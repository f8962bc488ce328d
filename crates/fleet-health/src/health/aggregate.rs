use super::views::{HealthStatus, Issue, Severity};
use std::cmp::Reverse;

/// Collapses a vehicle's issues into one status and orders them critical-first.
///
/// The sort is stable, so issues of equal severity keep detector emission order.
pub(crate) fn aggregate(mut issues: Vec<Issue>) -> (HealthStatus, Vec<Issue>) {
    let status = issues
        .iter()
        .map(|issue| issue.severity)
        .max()
        .map(HealthStatus::from)
        .unwrap_or(HealthStatus::Ok);

    issues.sort_by_key(|issue| Reverse(issue.severity));
    (status, issues)
}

● TASK
Starting at the top of the listing above, write out every line exactly as it appears.

● RESULT
repository f8962bc488ce328d
filename crates/fleet-health/src/health/aggregate.rs
use super::views::{HealthStatus, Issue, Severity};
use std::cmp::Reverse;

/// Collapses a vehicle's issues into one status and orders them critical-first.
///
/// The sort is stable, so issues of equal severity keep detector emission order.
pub(crate) fn aggregate(mut issues: Vec<Issue>) -> (HealthStatus, Vec<Issue>) {
    let status = issues
        .iter()
        .map(|issue| issue.severity)
        .max()
        .map(HealthStatus::from)
        .unwrap_or(HealthStatus::Ok);

    issues.sort_by_key(|issue| Reverse(issue.severity));
    (status, issues)
}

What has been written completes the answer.